(Excerpts from a dataset)
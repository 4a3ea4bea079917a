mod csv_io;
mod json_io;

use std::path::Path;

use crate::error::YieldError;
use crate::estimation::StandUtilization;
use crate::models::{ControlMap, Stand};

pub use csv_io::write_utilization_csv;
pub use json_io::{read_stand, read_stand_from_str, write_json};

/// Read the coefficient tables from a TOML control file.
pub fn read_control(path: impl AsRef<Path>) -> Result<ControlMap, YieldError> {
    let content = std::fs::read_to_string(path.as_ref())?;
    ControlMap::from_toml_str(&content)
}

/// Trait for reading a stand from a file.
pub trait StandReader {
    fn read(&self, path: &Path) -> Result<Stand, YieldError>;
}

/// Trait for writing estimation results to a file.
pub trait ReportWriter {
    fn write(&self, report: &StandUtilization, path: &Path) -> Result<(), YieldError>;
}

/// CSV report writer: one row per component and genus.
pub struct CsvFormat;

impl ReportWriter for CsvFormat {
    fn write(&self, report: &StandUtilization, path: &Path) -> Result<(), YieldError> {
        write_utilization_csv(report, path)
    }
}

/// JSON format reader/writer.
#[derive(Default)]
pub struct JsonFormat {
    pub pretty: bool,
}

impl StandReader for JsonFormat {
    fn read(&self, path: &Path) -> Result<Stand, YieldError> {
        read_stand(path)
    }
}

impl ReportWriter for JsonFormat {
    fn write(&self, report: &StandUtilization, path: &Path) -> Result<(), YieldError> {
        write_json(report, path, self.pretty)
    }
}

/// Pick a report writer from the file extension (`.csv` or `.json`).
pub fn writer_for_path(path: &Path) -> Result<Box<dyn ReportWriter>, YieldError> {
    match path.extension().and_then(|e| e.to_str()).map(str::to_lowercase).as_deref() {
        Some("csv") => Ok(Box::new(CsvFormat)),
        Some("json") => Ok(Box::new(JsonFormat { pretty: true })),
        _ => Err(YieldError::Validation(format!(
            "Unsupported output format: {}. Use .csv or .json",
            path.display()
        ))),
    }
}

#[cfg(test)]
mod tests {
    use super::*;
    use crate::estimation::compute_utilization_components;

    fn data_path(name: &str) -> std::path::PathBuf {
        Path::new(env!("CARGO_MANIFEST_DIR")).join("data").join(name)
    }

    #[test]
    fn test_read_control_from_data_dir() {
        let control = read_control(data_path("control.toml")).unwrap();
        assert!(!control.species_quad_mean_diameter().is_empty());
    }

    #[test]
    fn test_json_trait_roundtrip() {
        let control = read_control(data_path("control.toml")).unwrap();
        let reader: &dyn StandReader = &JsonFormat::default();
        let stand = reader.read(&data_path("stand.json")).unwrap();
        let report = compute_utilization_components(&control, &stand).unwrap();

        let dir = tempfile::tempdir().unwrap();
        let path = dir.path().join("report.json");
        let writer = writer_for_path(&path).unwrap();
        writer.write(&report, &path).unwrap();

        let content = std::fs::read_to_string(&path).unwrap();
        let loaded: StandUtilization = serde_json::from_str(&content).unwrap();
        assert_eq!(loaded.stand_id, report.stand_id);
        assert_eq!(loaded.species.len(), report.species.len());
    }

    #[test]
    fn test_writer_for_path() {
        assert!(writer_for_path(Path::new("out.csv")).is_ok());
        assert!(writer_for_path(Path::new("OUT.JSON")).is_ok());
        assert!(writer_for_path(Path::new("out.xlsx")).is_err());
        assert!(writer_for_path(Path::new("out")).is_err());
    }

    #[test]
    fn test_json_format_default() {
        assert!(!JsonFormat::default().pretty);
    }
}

▶ **Work item**
Copy every line of the records above that contains "join".

▶ **Output of the exercise**
        Path::new(env!("CARGO_MANIFEST_DIR")).join("data").join(name)
        let path = dir.path().join("report.json");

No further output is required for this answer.